Same-sex weddings are permitted in Reform and Conservative Jewish congregations, and The Temple, at U.S. 42 and Lime Kiln Lane, has been performing them since 1996.

"We support the right of same-sex couples to marry the one they love," Senior Rabbi David Ariel-Joel said. "The nice thing now is that instead of just signing the Jewish marriage covenant, we will be able to sign the marriage certificate of the commonwealth of Kentucky. It will mean justice will prevail in Kentucky."

Others are taking a wait-and-see attitude.

The Rev. Jonathan Erdman, rector of Calvary Episcopal Church in downtown Louisville, which doesn't currently perform same-sex weddings, said there are diverse views among his congregation on the issue and he hasn't decided yet whether he will officiate such ceremonies.

The Right Rev. Terry Allen White, the bishop of the Episcopal Diocese of Kentucky, has given priests permission to bless same-sex marriages, and some are doing so, according to the Very Rev.
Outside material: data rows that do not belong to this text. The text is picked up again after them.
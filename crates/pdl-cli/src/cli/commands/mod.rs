//! CLI command handlers, one file per command.

mod control;
mod reset_failed;
mod run;
mod status;

pub use control::run_control;
pub use reset_failed::run_reset_failed;
pub use run::{run_downloads, RunArgs};
pub use status::run_status;

#[cfg(test)]
pub(crate) use status::{format_date, format_state};
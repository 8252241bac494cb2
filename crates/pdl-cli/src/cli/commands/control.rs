//! `pdl suspend|resume|cancel` – signal a running `pdl run` over the control socket.

use anyhow::Result;
use pdl_core::control::{default_control_socket_path, ControlCommand};

use crate::cli::control_socket;

pub async fn run_control(cmd: ControlCommand) -> Result<()> {
    let path = default_control_socket_path()?;
    if control_socket::send_command(&path, cmd).await? {
        println!("Sent `{cmd}` to the running download.");
    } else {
        println!("No download is running.");
    }
    Ok(())
}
Amy R. Coultas, canon to the bishop.

For two churches, Douglass Boulevard Christian and First Unitarian, the court's ruling means their pastors can end a protest in which they refused to sign state marriage certificates for heterosexual couples as long as gay couples were refused the right to marry.

"Civil marriage … should be between any two consenting adults — period," the Rev. Dawn Cooley of First Unitarian wrote on her blog, explaining the protest. "Because most states currently do discriminate against gay and lesbian couples, this makes civil marriage an unjust institution."